Saudade, querida, e amarga saudade…

Saudade, querida, e amarga saudade…

Muitos dizem que és a parte essencial de um relacionamento, mesmo que a parte mais prazerosa seja quando a matamos, em minha sincera opinião.

Saudade é uma dor, que arde, machuca, mesmo com nossa pele intacta, mesmo sem nenhum arranhão.

É um grito mudo, pedindo para lhe ver.

Saudade é uma dor sorrateira, que te pega desprevenida, que chega sem um aviso prévio, nem bate na porta, e vem entrando, se sentindo dona de nós, manipulando nossas mentes, lembrando de cada momento vivido pela gente.
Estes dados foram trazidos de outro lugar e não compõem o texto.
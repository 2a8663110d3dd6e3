//! Content hashing helpers for pipeline signatures and run identities.

use crate::error::Result;
use serde::Serialize;
use sha2::{Digest, Sha256};

/// Hex-encoded sha256 of raw bytes.
pub fn sha256_hex(bytes: &[u8]) -> String {
    let mut hasher = Sha256::new();
    hasher.update(bytes);
    hex::encode(hasher.finalize())
}

/// Canonical JSON: object keys sorted, no insignificant whitespace.
///
/// Round-tripping through `serde_json::Value` sorts every map (the default
/// map representation is ordered), so the same logical document always
/// hashes identically regardless of struct field order.
pub fn canonical_json<T: Serialize>(value: &T) -> Result<String> {
    let v = serde_json::to_value(value)?;
    Ok(serde_json::to_string(&v)?)
}

/// Pretty canonical JSON for artifacts meant to be read by humans; keys are
/// sorted exactly like [`canonical_json`].
pub fn canonical_json_pretty<T: Serialize>(value: &T) -> Result<String> {
    let v = serde_json::to_value(value)?;
    Ok(serde_json::to_string_pretty(&v)?)
}

/// Hex-encoded sha256 of a value's canonical JSON.
pub fn hash_canonical<T: Serialize>(value: &T) -> Result<String> {
    Ok(sha256_hex(canonical_json(value)?.as_bytes()))
}
//! The open position: isolated margin, one-way mode.

use super::order::Side;
use serde::{Deserialize, Serialize};

/// A single open position. At most one exists per run; reduce-only fills
/// shrink it and can never flip it.
#[derive(Debug, Clone, PartialEq, Serialize, Deserialize)]
pub struct Position {
    pub side: Side,
    /// Entry notional in USDT (entry_price × size_qty).
    pub size_usdt: f64,
    /// Base-asset quantity.
    pub size_qty: f64,
    pub entry_price: f64,
    pub leverage: f64,
    /// Isolated margin currently backing the position.
    pub margin_usdt: f64,
    pub stop_loss: Option<f64>,
    pub take_profit: Option<f64>,
    /// Worst unrealized PnL seen, in USDT (most negative excursion).
    pub max_adverse_usdt: f64,
    /// Best unrealized PnL seen, in USDT.
    pub max_favorable_usdt: f64,
    /// Accrued funding PnL, signed.
    pub funding_usdt: f64,
    /// Fees paid over the position's life (entry plus exits so far).
    pub fees_usdt: f64,
    /// Entry fee per unit of quantity, for pro-rata attribution on closes.
    pub entry_fee_per_qty: f64,
    pub opened_ts_ms: i64,
}

impl Position {
    #[allow(clippy::too_many_arguments)]
    pub fn open(
        side: Side,
        size_usdt: f64,
        entry_price: f64,
        leverage: f64,
        entry_fee: f64,
        stop_loss: Option<f64>,
        take_profit: Option<f64>,
        opened_ts_ms: i64,
    ) -> Self {
        let size_qty = size_usdt / entry_price;
        Self {
            side,
            size_usdt,
            size_qty,
            entry_price,
            leverage,
            margin_usdt: size_usdt / leverage,
            stop_loss,
            take_profit,
            max_adverse_usdt: 0.0,
            max_favorable_usdt: 0.0,
            funding_usdt: 0.0,
            fees_usdt: entry_fee,
            entry_fee_per_qty: entry_fee / size_qty,
            opened_ts_ms,
        }
    }

    pub fn unrealized_pnl(&self, mark: f64) -> f64 {
        (mark - self.entry_price) * self.size_qty * self.side.sign()
    }

    pub fn notional(&self, mark: f64) -> f64 {
        self.size_qty * mark
    }

    /// ROI on margin at `mark`, as a fraction.
    pub fn roi_on_margin(&self, mark: f64) -> f64 {
        self.unrealized_pnl(mark) / self.margin_usdt
    }

    /// Maintenance margin, anchored to the entry notional so the
    /// liquidation price has a closed form.
    pub fn maintenance_margin(&self, mmr: f64) -> f64 {
        self.size_usdt * mmr
    }

    /// Price at which isolated-margin equity hits the maintenance floor.
    ///
    /// Longs: `entry × (1 − 1/leverage + mmr)`; shorts mirrored.
    pub fn liquidation_price(&self, mmr: f64) -> f64 {
        match self.side {
            Side::Long => self.entry_price * (1.0 - 1.0 / self.leverage + mmr),
            Side::Short => self.entry_price * (1.0 + 1.0 / self.leverage - mmr),
        }
    }

    /// Price at which the margin is exactly exhausted. Liquidations fill
    /// here; the close fee is absorbed into this price rather than charged
    /// separately.
    pub fn bankruptcy_price(&self) -> f64 {
        match self.side {
            Side::Long => self.entry_price * (1.0 - 1.0 / self.leverage),
            Side::Short => self.entry_price * (1.0 + 1.0 / self.leverage),
        }
    }

    /// Track intra-bar excursions against the bar's extremes.
    pub fn update_excursions(&mut self, bar_high: f64, bar_low: f64) {
        let (best_px, worst_px) = match self.side {
            Side::Long => (bar_high, bar_low),
            Side::Short => (bar_low, bar_high),
        };
        let best = self.unrealized_pnl(best_px);
        let worst = self.unrealized_pnl(worst_px);
        if best > self.max_favorable_usdt {
            self.max_favorable_usdt = best;
        }
        if worst < self.max_adverse_usdt {
            self.max_adverse_usdt = worst;
        }
    }

    /// Quantity closed by a reduce of `fraction` of the current size.
    pub fn qty_for_fraction(&self, fraction: f64) -> f64 {
        self.size_qty * fraction.clamp(0.0, 1.0)
    }

    /// Shrink the position after a reduce-only fill of `qty_closed`.
    /// Returns the margin released. The entry price is untouched.
    pub fn reduce(&mut self, qty_closed: f64) -> f64 {
        let fraction = (qty_closed / self.size_qty).clamp(0.0, 1.0);
        let margin_released = self.margin_usdt * fraction;
        self.size_qty -= qty_closed;
        self.size_usdt = self.size_qty * self.entry_price;
        self.margin_usdt -= margin_released;
        margin_released
    }

    pub fn is_dust(&self) -> bool {
        self.size_qty <= 1e-12 || self.size_usdt <= 1e-6
    }
}

/// Translate an ROI-on-margin stop percentage into a price.
///
/// A stop of `pct` percent ROI at leverage `L` sits `entry × pct/100/L`
/// away from entry, so the realised ROI at the stop is `pct` at any
/// leverage. `adverse` picks the losing direction (stop-loss) versus the
/// winning one (take-profit).
pub fn roi_stop_price(side: Side, entry: f64, pct: f64, leverage: f64, adverse: bool) -> f64 {
    let distance = entry * (pct / 100.0) / leverage;
    let dir = side.sign() * if adverse { -1.0 } else { 1.0 };
    entry + dir * distance
}

#[cfg(test)]
mod tests {
    use super::*;

    fn long_position() -> Position {
        Position::open(
            Side::Long,
            1_000.0,
            50_000.0,
            10.0,
            0.55,
            None,
            None,
            0,
        )
    }

    #[test]
    fn open_derives_qty_and_margin() {
        let p = long_position();
        assert!((p.size_qty - 0.02).abs() < 1e-12);
        assert!((p.margin_usdt - 100.0).abs() < 1e-12);
    }

    #[test]
    fn unrealized_pnl_sign() {
        let p = long_position();
        assert!(p.unrealized_pnl(51_000.0) > 0.0);
        assert!(p.unrealized_pnl(49_000.0) < 0.0);

        let mut s = long_position();
        s.side = Side::Short;
        assert!(s.unrealized_pnl(49_000.0) > 0.0);
    }

    #[test]
    fn liquidation_price_formula() {
        let p = long_position();
        // 50000 * (1 - 0.1 + 0.005) = 45250
        assert!((p.liquidation_price(0.005) - 45_250.0).abs() < 1e-9);
        // Bankruptcy at 50000 * 0.9 = 45000
        assert!((p.bankruptcy_price() - 45_000.0).abs() < 1e-9);
    }

    #[test]
    fn liquidation_at_bankruptcy_consumes_exactly_the_margin() {
        let p = long_position();
        let loss = p.unrealized_pnl(p.bankruptcy_price());
        assert!((loss + p.margin_usdt).abs() < 1e-9);
    }

    #[test]
    fn roi_stop_scales_inversely_with_leverage() {
        // Scenario A: sl 2% at 1x -> 49 000
        let sl = roi_stop_price(Side::Long, 50_000.0, 2.0, 1.0, true);
        assert!((sl - 49_000.0).abs() < 1e-9);

        // Scenario B: sl 2% at 3x -> 49 666.67
        let sl = roi_stop_price(Side::Long, 50_000.0, 2.0, 3.0, true);
        assert!((sl - 50_000.0 * (1.0 - 0.02 / 3.0)).abs() < 1e-9);

        // TP is symmetric
        let tp = roi_stop_price(Side::Long, 50_000.0, 4.0, 2.0, false);
        assert!((tp - 51_000.0).abs() < 1e-9);

        // Shorts mirror
        let sl = roi_stop_price(Side::Short, 50_000.0, 2.0, 1.0, true);
        assert!((sl - 51_000.0).abs() < 1e-9);
    }

    #[test]
    fn roi_at_stop_equals_configured_pct() {
        for leverage in [1.0, 3.0, 10.0] {
            let mut p = long_position();
            p.leverage = leverage;
            p.margin_usdt = p.size_usdt / leverage;
            let sl = roi_stop_price(Side::Long, p.entry_price, 2.0, leverage, true);
            let roi = p.roi_on_margin(sl);
            assert!(
                (roi + 0.02).abs() < 1e-9,
                "leverage {leverage}: roi {roi} != -2%"
            );
        }
    }

    #[test]
    fn reduce_preserves_entry_price_and_releases_margin() {
        let mut p = long_position();
        let released = p.reduce(0.01);
        assert!((released - 50.0).abs() < 1e-9);
        assert_eq!(p.entry_price, 50_000.0);
        assert!((p.size_qty - 0.01).abs() < 1e-12);
        assert!((p.size_usdt - 500.0).abs() < 1e-9);
        assert!(!p.is_dust());

        p.reduce(p.size_qty);
        assert!(p.is_dust());
    }

    #[test]
    fn excursions_track_extremes() {
        let mut p = long_position();
        p.update_excursions(51_000.0, 49_500.0);
        assert!((p.max_favorable_usdt - 20.0).abs() < 1e-9);
        assert!((p.max_adverse_usdt + 10.0).abs() < 1e-9);

        // A milder bar does not shrink the extremes.
        p.update_excursions(50_100.0, 49_900.0);
        assert!((p.max_favorable_usdt - 20.0).abs() < 1e-9);
        assert!((p.max_adverse_usdt + 10.0).abs() < 1e-9);
    }
}
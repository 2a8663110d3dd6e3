//! CLI subcommand implementations.

pub mod audit;
pub mod preflight;
pub mod run;
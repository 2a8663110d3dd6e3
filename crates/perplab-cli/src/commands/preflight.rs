//! `perplab preflight`: coverage and warmup checks without running.

use crate::config::CliConfig;
use crate::data::{load_feeds_for_play, load_play, parse_date_ms};
use anyhow::Result;
use colored::Colorize;
use perplab_core::preflight::run_preflight;
use perplab_core::prelude::RuleLimits;

pub fn execute(config: &CliConfig, play_path: &str, start: &str, end: &str) -> Result<()> {
    let play = load_play(play_path)?;
    let mut feeds = load_feeds_for_play(config, &play)?;

    let report = run_preflight(
        &play,
        &mut feeds,
        parse_date_ms(start)?,
        parse_date_ms(end)?,
        RuleLimits::default(),
    )?;

    println!(
        "{} {} {} window {start}..{end}",
        "PREFLIGHT OK".green().bold(),
        report.play_id.bold(),
        report.symbol
    );
    println!(
        "  warmup: {} exec bars (data needed from ts {})",
        report.warmup_bars, report.warmup_start_ms
    );
    for role in &report.roles {
        println!(
            "  {:>4} {:>4}  bars {:>7}/{:<7}  coverage {:>6.2}%  gaps {}",
            role.role.to_string(),
            role.tf,
            role.bars_present,
            role.bars_expected,
            role.coverage * 100.0,
            role.gap_bars
        );
    }
    println!("  1m coverage: {:.2}%", report.quote_coverage * 100.0);

    if report.issues.is_empty() {
        println!("  data quality: clean");
    } else {
        println!(
            "  data quality: {} issue(s), first: {:?}",
            report.issues.len().to_string().yellow(),
            report.issues[0]
        );
    }
    Ok(())
}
Saudade não bate na porta, não liga antes, não manda cartas, não dá prazos, simplesmente chega quando quer, a hora que quer, e é inconveniente à sua maneira.

Ela cria inúmeros textos apaixonados, letras de músicas que muitas vezes, nem saem do papel, cria pinturas, e derrama lágrimas, quando maior seu tempo for em tal residência.

Quem dera a saudade fosse mais paciente no meu caso, e não viesse tão rápido, me desse umas férias, ou batesse em sua porta, antes de chegar na minha.